Please give every entry again, exactly as it reads.
Material supplied section start
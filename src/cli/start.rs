use crate::cli::{actions::Action, commands, dispatch, telemetry};
use anyhow::Result;

/// Map verbosity count to tracing level
const fn get_verbosity_level(verbosity: u8) -> Option<tracing::Level> {
    match verbosity {
        0 => None,
        1 => Some(tracing::Level::WARN),
        2 => Some(tracing::Level::INFO),
        3 => Some(tracing::Level::DEBUG),
        _ => Some(tracing::Level::TRACE),
    }
}

/// Parse arguments, install logging and build the action to run.
///
/// # Errors
///
/// Returns an error if telemetry initialization or action dispatch fails
pub fn start() -> Result<Action> {
    let matches = commands::new().get_matches();

    let verbosity_level = get_verbosity_level(
        matches
            .get_one::<u8>(commands::logging::ARG_VERBOSITY)
            .copied()
            .unwrap_or(0),
    );

    telemetry::init(verbosity_level, commands::logging::log_format(&matches))?;

    dispatch::handler(&matches)
}

#[cfg(test)]
mod tests {
    use super::*;

    #[test]
    fn verbosity_levels() {
        assert_eq!(get_verbosity_level(0), None);
        assert_eq!(get_verbosity_level(1), Some(tracing::Level::WARN));
        assert_eq!(get_verbosity_level(3), Some(tracing::Level::DEBUG));
        assert_eq!(get_verbosity_level(9), Some(tracing::Level::TRACE));
    }
}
Material supplied section end
- _Response area_
filename src/cli/start.rs
use crate::cli::{actions::Action, commands, dispatch, telemetry};
use anyhow::Result;

/// Map verbosity count to tracing level
const fn get_verbosity_level(verbosity: u8) -> Option<tracing::Level> {
    match verbosity {
        0 => None,
        1 => Some(tracing::Level::WARN),
        2 => Some(tracing::Level::INFO),
        3 => Some(tracing::Level::DEBUG),
        _ => Some(tracing::Level::TRACE),
    }
}

/// Parse arguments, install logging and build the action to run.
///
/// # Errors
///
/// Returns an error if telemetry initialization or action dispatch fails
pub fn start() -> Result<Action> {
    let matches = commands::new().get_matches();

    let verbosity_level = get_verbosity_level(
        matches
            .get_one::<u8>(commands::logging::ARG_VERBOSITY)
            .copied()
            .unwrap_or(0),
    );

    telemetry::init(verbosity_level, commands::logging::log_format(&matches))?;

    dispatch::handler(&matches)
}

#[cfg(test)]
mod tests {
    use super::*;

    #[test]
    fn verbosity_levels() {
        assert_eq!(get_verbosity_level(0), None);
        assert_eq!(get_verbosity_level(1), Some(tracing::Level::WARN));
        assert_eq!(get_verbosity_level(3), Some(tracing::Level::DEBUG));
        assert_eq!(get_verbosity_level(9), Some(tracing::Level::TRACE));
    }
}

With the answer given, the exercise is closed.